L’assouplissement des mesures combiné aux diverses polémiques autour de la fiabilité des tests de l’institut Pasteur poussent de plus en plus de Sénégalais à négliger les mesures de prévention, notamment les gestes barrières.

Des familles qui réfutent des tests post-mortem, des médecins qui auraient été testés positifs puis négatifs suite à la contestation des résultats, autant de polémiques qui accentuent les doutes déjà présents chez une partie de la population qui ne croyait que partiellement à l’existence de la maladie Covid-19.

Malgré les éclairages de l’institut Pasteur, certains ne sont toujours pas convaincus. C’est le cas de Fara Ndiaye, diplômé de l’université de Dakar qui ne comprend pas pourquoi les autorités “annoncent des décès et parmi ces décès leurs familles disent qu’ils ne sont pas morts à cause du coronavirus“.

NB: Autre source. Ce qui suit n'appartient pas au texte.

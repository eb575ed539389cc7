//! Administrative operations against the in-memory stores

mod common;

use common::{published, services};
use uuid::Uuid;
use vod_core::repository::ShelfRepository;
use vod_core::types::{AgeRating, ContentStatus, ContentType};
use vod_core::{CatalogError, ViewerContext};
use vod_discovery::admin::service::{
    CreateContentRequest, CreateShelfRequest, ReorderEntry, ReorderShelfRequest,
    UpdateContentRequest,
};
use vod_discovery::catalog::ListRequest;

fn create_request(title: &str) -> CreateContentRequest {
    CreateContentRequest {
        title: title.to_string(),
        subtitle: None,
        description: None,
        content_type: ContentType::Movie,
        genres: vec!["Action".to_string()],
        duration_minutes: Some(110),
        release_year: 2024,
        age_rating: AgeRating::PG13,
        language: Some("en".to_string()),
        cast_members: vec![],
        directors: vec![],
        characters: vec![],
        available_countries: vec![],
        restricted_countries: vec![],
        globally_available: true,
    }
}

#[tokio::test]
async fn created_content_starts_as_draft() {
    let s = services();
    let content = s.admin.create_content(create_request("New Movie")).await.unwrap();
    assert_eq!(content.status, ContentStatus::Draft);

    // invisible until published
    let listing = s
        .catalog
        .list(ListRequest::default(), &ViewerContext::anonymous())
        .await
        .unwrap();
    assert_eq!(listing.page.total_items, 0);

    s.admin
        .update_content(
            content.id,
            UpdateContentRequest {
                status: Some(ContentStatus::Published),
                ..Default::default()
            },
        )
        .await
        .unwrap();

    let listing = s
        .catalog
        .list(ListRequest::default(), &ViewerContext::anonymous())
        .await
        .unwrap();
    assert_eq!(listing.page.total_items, 1);
}

#[tokio::test]
async fn create_rejects_blank_title_and_bad_country() {
    let s = services();

    let mut request = create_request("  ");
    let err = s.admin.create_content(request).await.unwrap_err();
    assert!(matches!(err, CatalogError::Validation(_)));

    request = create_request("Fine Title");
    request.available_countries = vec!["USA".to_string()];
    let err = s.admin.create_content(request).await.unwrap_err();
    assert!(matches!(err, CatalogError::Validation(_)));
}

#[tokio::test]
async fn update_unknown_content_is_not_found() {
    let s = services();
    let err = s
        .admin
        .update_content(Uuid::new_v4(), UpdateContentRequest::default())
        .await
        .unwrap_err();
    assert!(matches!(err, CatalogError::NotFound(_)));
}

#[tokio::test]
async fn feature_toggle_sets_and_clears_timestamp() {
    let s = services();
    let movie = published("Spotlight", 2023, AgeRating::PG, &[]);
    let id = movie.id;
    s.catalog_repo.seed([movie]);

    let featured = s.admin.set_featured(id, true).await.unwrap();
    assert!(featured.is_featured());

    let unfeatured = s.admin.set_featured(id, false).await.unwrap();
    assert!(!unfeatured.is_featured());
}

#[tokio::test]
async fn soft_delete_removes_from_listings() {
    let s = services();
    let movie = published("Short Lived", 2023, AgeRating::PG, &[]);
    let id = movie.id;
    s.catalog_repo.seed([movie]);

    s.admin.delete_content(id).await.unwrap();

    let listing = s
        .catalog
        .list(ListRequest::default(), &ViewerContext::anonymous())
        .await
        .unwrap();
    assert_eq!(listing.page.total_items, 0);

    let err = s.admin.delete_content(Uuid::new_v4()).await.unwrap_err();
    assert!(matches!(err, CatalogError::NotFound(_)));
}

#[tokio::test]
async fn shelf_reorder_replaces_all_entries() {
    let s = services();
    let shelf = s
        .admin
        .create_shelf(CreateShelfRequest {
            name: "Trending".to_string(),
            display_order: 1,
            show_on_child_profile: false,
        })
        .await
        .unwrap();

    let (first, second) = (Uuid::new_v4(), Uuid::new_v4());
    s.admin
        .reorder_shelf(
            shelf.id,
            ReorderShelfRequest {
                entries: vec![
                    ReorderEntry {
                        content_id: first,
                        display_order: 2,
                        is_featured: false,
                    },
                    ReorderEntry {
                        content_id: second,
                        display_order: 1,
                        is_featured: true,
                    },
                ],
            },
        )
        .await
        .unwrap();

    let entries = s.shelf_repo.entries_for(&[shelf.id]).await.unwrap();
    assert_eq!(entries.len(), 2);
    assert_eq!(entries[0].content_id, second);

    // a second reorder fully replaces the first
    s.admin
        .reorder_shelf(
            shelf.id,
            ReorderShelfRequest {
                entries: vec![ReorderEntry {
                    content_id: first,
                    display_order: 1,
                    is_featured: false,
                }],
            },
        )
        .await
        .unwrap();
    let entries = s.shelf_repo.entries_for(&[shelf.id]).await.unwrap();
    assert_eq!(entries.len(), 1);
}

#[tokio::test]
async fn shelf_reorder_rejects_duplicate_content() {
    let s = services();
    let shelf = s
        .admin
        .create_shelf(CreateShelfRequest {
            name: "Top Ten".to_string(),
            display_order: 1,
            show_on_child_profile: false,
        })
        .await
        .unwrap();

    let dup = Uuid::new_v4();
    let err = s
        .admin
        .reorder_shelf(
            shelf.id,
            ReorderShelfRequest {
                entries: vec![
                    ReorderEntry {
                        content_id: dup,
                        display_order: 1,
                        is_featured: false,
                    },
                    ReorderEntry {
                        content_id: dup,
                        display_order: 2,
                        is_featured: false,
                    },
                ],
            },
        )
        .await
        .unwrap_err();
    assert!(matches!(err, CatalogError::Validation(_)));
}

#[tokio::test]
async fn reorder_unknown_shelf_is_not_found() {
    let s = services();
    let err = s
        .admin
        .reorder_shelf(Uuid::new_v4(), ReorderShelfRequest { entries: vec![] })
        .await
        .unwrap_err();
    assert!(matches!(err, CatalogError::NotFound(_)));
}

Il s’interroge: “Est-ce qu’il y a vraiment cette maladie dans ce pays, est-ce que ce n’est pas un lobby, est-ce que c’est pas un deal entre le gouvernement et les étrangers? Est-ce qu’ils ne se basent pas sur ce virus pour essayer de faire annuler la dette?”.

Beaucoup de questions auxquelles il ne peut apporter des réponses.

Pour Boubacar Kouyaté, l’existence du virus ne fait pas de doute car c’est une pandémie qui secoue le monde entier. Cependant, le jeune homme explique que les gens ne sont plus prêts à changer leur mode de vie car il y a une certaine lassitude autour des gestes barrières. “Il y a certaines choses que nous ne pouvons pas arrêter parce que ça fait partie de nos valeurs comme les rassemblements et les salutations“, confesse-t-il.

Boubacar confie que les jeunes comme lui n’en peuvent plus de porter les masques, de rester à la maison. “On sait que la maladie existe et ça tue, mais en ce moment-là on en a marre“, peste-t-il.

L’État a failli dans sa gestion de la crise en procédant à l’assouplissement des mesures. C’est l’avis du sociologue Momar Fall, qui estime que la réaction de certains Sénégalais est assez logique.

En vérité, l’État ne devait pas d’un coup venir vers cet assouplissement. Cela a été un reflet ou un signal qui pouvait s’analyser comme si la maladie avait commencé à disparaître et que l’État ne voulait pas le dire“, analyse le sociologue.

Avec cette situation, le Sénégalais lambda se dit qu’il n’y a “plus de problèmes et c’est ce qui est normal, c’est l’analyse qui sied“, d’après Momar Fall.

Le sociologue, pour qui la maladie ne fait aucun doute, pense cependant que “pour le commun des Sénégalais, il va se dire que la maladie est entrain de partir”. “C’est une mauvaise politique de communication”, conclut-il.

Le sociologue estime également que l’État doit davantage marquer la présence d’autres instituts afin de rassurer les Sénégalais sur la véracité des tests effectués.

Il est aussi attendu un réajustement de la communication des autorités sanitaires et gouvernementales pour que les populations soient plus impliquées et conscientes du danger.